_YOUR INSTRUCTIONS:_ An exact copy of all the data is the expected answer.

(Collected data)
::::

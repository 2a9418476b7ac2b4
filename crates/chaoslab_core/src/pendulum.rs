use serde::{Deserialize, Serialize};

use crate::double_pendulum::reporting_grid;
use crate::error::{Error, Result};
use crate::numerics::{gradient, AngleUnit};
use crate::solvers::{integrate, SolverSettings};
use crate::traits::OdeSystem;

/// Physical parameters of the planar pendulum. Positivity is the caller's
/// responsibility.
#[derive(Debug, Clone, Copy, PartialEq, Serialize, Deserialize)]
pub struct PendulumParams {
    /// Rod length (m).
    pub length: f64,
    /// Bob mass (kg).
    pub mass: f64,
    /// Gravitational acceleration (m/s^2).
    pub gravity: f64,
}

impl Default for PendulumParams {
    fn default() -> Self {
        Self {
            length: 1.0,
            mass: 1.0,
            gravity: 9.81,
        }
    }
}

/// Undamped dynamics: omega' = -(g/L) sin(theta).
pub struct Undamped {
    params: PendulumParams,
}

impl Undamped {
    pub fn new(params: PendulumParams) -> Self {
        Self { params }
    }
}

impl OdeSystem for Undamped {
    fn dimension(&self) -> usize {
        2
    }

    fn apply(&self, _t: f64, y: &[f64], dydt: &mut [f64]) {
        dydt[0] = y[1];
        dydt[1] = -(self.params.gravity / self.params.length) * y[0].sin();
    }
}

/// Linearly damped dynamics: omega' = -(g/L) sin(theta) - (b/M) omega.
pub struct Damped {
    params: PendulumParams,
    damping: f64,
}

impl Damped {
    pub fn new(params: PendulumParams, damping: f64) -> Self {
        Self { params, damping }
    }
}

impl OdeSystem for Damped {
    fn dimension(&self) -> usize {
        2
    }

    fn apply(&self, _t: f64, y: &[f64], dydt: &mut [f64]) {
        dydt[0] = y[1];
        dydt[1] = -(self.params.gravity / self.params.length) * y[0].sin()
            - (self.damping / self.params.mass) * y[1];
    }
}

#[derive(Debug, Clone)]
struct Solved {
    t: Vec<f64>,
    theta: Vec<f64>,
    omega: Vec<f64>,
    x: Vec<f64>,
    z: Vec<f64>,
    vx: Vec<f64>,
    vz: Vec<f64>,
    potential: Vec<f64>,
    kinetic: Vec<f64>,
}

/// Planar pendulum with state `(theta, omega)`, angle measured from the
/// downward vertical.
///
/// The equations of motion are chosen at construction ([`Pendulum::new`] for
/// the conservative pendulum, [`Pendulum::damped`] for linear drag) and sit
/// behind the [`OdeSystem`] seam, so the solve/derive pipeline is shared.
pub struct Pendulum {
    params: PendulumParams,
    dynamics: Box<dyn OdeSystem>,
    solver: SolverSettings,
    solution: Option<Solved>,
}

impl Pendulum {
    pub fn new(params: PendulumParams) -> Self {
        Self {
            params,
            dynamics: Box::new(Undamped::new(params)),
            solver: SolverSettings::default(),
            solution: None,
        }
    }

    /// Pendulum with a linear drag torque of coefficient `damping` (kg/s).
    pub fn damped(params: PendulumParams, damping: f64) -> Self {
        Self {
            params,
            dynamics: Box::new(Damped::new(params, damping)),
            solver: SolverSettings::default(),
            solution: None,
        }
    }

    pub fn with_solver(mut self, solver: SolverSettings) -> Self {
        self.solver = solver;
        self
    }

    pub fn params(&self) -> PendulumParams {
        self.params
    }

    /// Evaluates the selected equations of motion, returning `(omega, alpha)`.
    pub fn derivative(&self, t: f64, state: [f64; 2]) -> [f64; 2] {
        let mut out = [0.0; 2];
        self.dynamics.apply(t, &state, &mut out);
        out
    }

    /// Integrates from `state0` over `(0, duration]` on a grid of
    /// `floor(duration / step)` samples and stores the trajectory plus
    /// derived series, replacing any previous solution. Degree inputs
    /// convert the angle entry only.
    pub fn solve(
        &mut self,
        state0: [f64; 2],
        duration: f64,
        step: f64,
        unit: AngleUnit,
    ) -> Result<()> {
        let mut y0 = state0;
        if unit == AngleUnit::Degrees {
            y0[0] = y0[0].to_radians();
        }
        let t = reporting_grid(duration, step)?;

        let sol = integrate(&*self.dynamics, &y0, duration, &t, self.solver)?;
        let [theta, omega]: [Vec<f64>; 2] =
            sol.y.try_into().expect("integrator preserves dimension");

        let PendulumParams {
            length: l,
            mass: m,
            gravity: g,
        } = self.params;

        let n = t.len();
        let mut x = vec![0.0; n];
        let mut z = vec![0.0; n];
        let mut potential = vec![0.0; n];
        for i in 0..n {
            x[i] = l * theta[i].sin();
            z[i] = -l * theta[i].cos();
            potential[i] = m * g * (z[i] + l);
        }

        let vx = gradient(&x, &t);
        let vz = gradient(&z, &t);
        let kinetic = (0..n)
            .map(|i| 0.5 * m * (vx[i] * vx[i] + vz[i] * vz[i]))
            .collect();

        self.solution = Some(Solved {
            t,
            theta,
            omega,
            x,
            z,
            vx,
            vz,
            potential,
            kinetic,
        });
        Ok(())
    }

    fn solved(&self, what: &'static str) -> Result<&Solved> {
        self.solution.as_ref().ok_or(Error::Uninitialized(what))
    }

    pub fn t(&self) -> Result<&[f64]> {
        Ok(&self.solved("t")?.t)
    }

    pub fn theta(&self) -> Result<&[f64]> {
        Ok(&self.solved("theta")?.theta)
    }

    pub fn omega(&self) -> Result<&[f64]> {
        Ok(&self.solved("omega")?.omega)
    }

    pub fn x(&self) -> Result<&[f64]> {
        Ok(&self.solved("x")?.x)
    }

    pub fn z(&self) -> Result<&[f64]> {
        Ok(&self.solved("z")?.z)
    }

    pub fn vx(&self) -> Result<&[f64]> {
        Ok(&self.solved("vx")?.vx)
    }

    pub fn vz(&self) -> Result<&[f64]> {
        Ok(&self.solved("vz")?.vz)
    }

    pub fn potential_energy(&self) -> Result<&[f64]> {
        Ok(&self.solved("potential_energy")?.potential)
    }

    pub fn kinetic_energy(&self) -> Result<&[f64]> {
        Ok(&self.solved("kinetic_energy")?.kinetic)
    }
}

::::

_WRITTEN SOLUTION:_
repository 2a9418476b7ac2b4
filename crates/chaoslab_core/src/pendulum.rs
use serde::{Deserialize, Serialize};

use crate::double_pendulum::reporting_grid;
use crate::error::{Error, Result};
use crate::numerics::{gradient, AngleUnit};
use crate::solvers::{integrate, SolverSettings};
use crate::traits::OdeSystem;

/// Physical parameters of the planar pendulum. Positivity is the caller's
/// responsibility.
#[derive(Debug, Clone, Copy, PartialEq, Serialize, Deserialize)]
pub struct PendulumParams {
    /// Rod length (m).
    pub length: f64,
    /// Bob mass (kg).
    pub mass: f64,
    /// Gravitational acceleration (m/s^2).
    pub gravity: f64,
}

impl Default for PendulumParams {
    fn default() -> Self {
        Self {
            length: 1.0,
            mass: 1.0,
            gravity: 9.81,
        }
    }
}

/// Undamped dynamics: omega' = -(g/L) sin(theta).
pub struct Undamped {
    params: PendulumParams,
}

impl Undamped {
    pub fn new(params: PendulumParams) -> Self {
        Self { params }
    }
}

impl OdeSystem for Undamped {
    fn dimension(&self) -> usize {
        2
    }

    fn apply(&self, _t: f64, y: &[f64], dydt: &mut [f64]) {
        dydt[0] = y[1];
        dydt[1] = -(self.params.gravity / self.params.length) * y[0].sin();
    }
}

/// Linearly damped dynamics: omega' = -(g/L) sin(theta) - (b/M) omega.
pub struct Damped {
    params: PendulumParams,
    damping: f64,
}

impl Damped {
    pub fn new(params: PendulumParams, damping: f64) -> Self {
        Self { params, damping }
    }
}

impl OdeSystem for Damped {
    fn dimension(&self) -> usize {
        2
    }

    fn apply(&self, _t: f64, y: &[f64], dydt: &mut [f64]) {
        dydt[0] = y[1];
        dydt[1] = -(self.params.gravity / self.params.length) * y[0].sin()
            - (self.damping / self.params.mass) * y[1];
    }
}

#[derive(Debug, Clone)]
struct Solved {
    t: Vec<f64>,
    theta: Vec<f64>,
    omega: Vec<f64>,
    x: Vec<f64>,
    z: Vec<f64>,
    vx: Vec<f64>,
    vz: Vec<f64>,
    potential: Vec<f64>,
    kinetic: Vec<f64>,
}

/// Planar pendulum with state `(theta, omega)`, angle measured from the
/// downward vertical.
///
/// The equations of motion are chosen at construction ([`Pendulum::new`] for
/// the conservative pendulum, [`Pendulum::damped`] for linear drag) and sit
/// behind the [`OdeSystem`] seam, so the solve/derive pipeline is shared.
pub struct Pendulum {
    params: PendulumParams,
    dynamics: Box<dyn OdeSystem>,
    solver: SolverSettings,
    solution: Option<Solved>,
}

impl Pendulum {
    pub fn new(params: PendulumParams) -> Self {
        Self {
            params,
            dynamics: Box::new(Undamped::new(params)),
            solver: SolverSettings::default(),
            solution: None,
        }
    }

    /// Pendulum with a linear drag torque of coefficient `damping` (kg/s).
    pub fn damped(params: PendulumParams, damping: f64) -> Self {
        Self {
            params,
            dynamics: Box::new(Damped::new(params, damping)),
            solver: SolverSettings::default(),
            solution: None,
        }
    }

    pub fn with_solver(mut self, solver: SolverSettings) -> Self {
        self.solver = solver;
        self
    }

    pub fn params(&self) -> PendulumParams {
        self.params
    }

    /// Evaluates the selected equations of motion, returning `(omega, alpha)`.
    pub fn derivative(&self, t: f64, state: [f64; 2]) -> [f64; 2] {
        let mut out = [0.0; 2];
        self.dynamics.apply(t, &state, &mut out);
        out
    }

    /// Integrates from `state0` over `(0, duration]` on a grid of
    /// `floor(duration / step)` samples and stores the trajectory plus
    /// derived series, replacing any previous solution. Degree inputs
    /// convert the angle entry only.
    pub fn solve(
        &mut self,
        state0: [f64; 2],
        duration: f64,
        step: f64,
        unit: AngleUnit,
    ) -> Result<()> {
        let mut y0 = state0;
        if unit == AngleUnit::Degrees {
            y0[0] = y0[0].to_radians();
        }
        let t = reporting_grid(duration, step)?;

        let sol = integrate(&*self.dynamics, &y0, duration, &t, self.solver)?;
        let [theta, omega]: [Vec<f64>; 2] =
            sol.y.try_into().expect("integrator preserves dimension");

        let PendulumParams {
            length: l,
            mass: m,
            gravity: g,
        } = self.params;

        let n = t.len();
        let mut x = vec![0.0; n];
        let mut z = vec![0.0; n];
        let mut potential = vec![0.0; n];
        for i in 0..n {
            x[i] = l * theta[i].sin();
            z[i] = -l * theta[i].cos();
            potential[i] = m * g * (z[i] + l);
        }

        let vx = gradient(&x, &t);
        let vz = gradient(&z, &t);
        let kinetic = (0..n)
            .map(|i| 0.5 * m * (vx[i] * vx[i] + vz[i] * vz[i]))
            .collect();

        self.solution = Some(Solved {
            t,
            theta,
            omega,
            x,
            z,
            vx,
            vz,
            potential,
            kinetic,
        });
        Ok(())
    }

    fn solved(&self, what: &'static str) -> Result<&Solved> {
        self.solution.as_ref().ok_or(Error::Uninitialized(what))
    }

    pub fn t(&self) -> Result<&[f64]> {
        Ok(&self.solved("t")?.t)
    }

    pub fn theta(&self) -> Result<&[f64]> {
        Ok(&self.solved("theta")?.theta)
    }

    pub fn omega(&self) -> Result<&[f64]> {
        Ok(&self.solved("omega")?.omega)
    }

    pub fn x(&self) -> Result<&[f64]> {
        Ok(&self.solved("x")?.x)
    }

    pub fn z(&self) -> Result<&[f64]> {
        Ok(&self.solved("z")?.z)
    }

    pub fn vx(&self) -> Result<&[f64]> {
        Ok(&self.solved("vx")?.vx)
    }

    pub fn vz(&self) -> Result<&[f64]> {
        Ok(&self.solved("vz")?.vz)
    }

    pub fn potential_energy(&self) -> Result<&[f64]> {
        Ok(&self.solved("potential_energy")?.potential)
    }

    pub fn kinetic_energy(&self) -> Result<&[f64]> {
        Ok(&self.solved("kinetic_energy")?.kinetic)
    }
}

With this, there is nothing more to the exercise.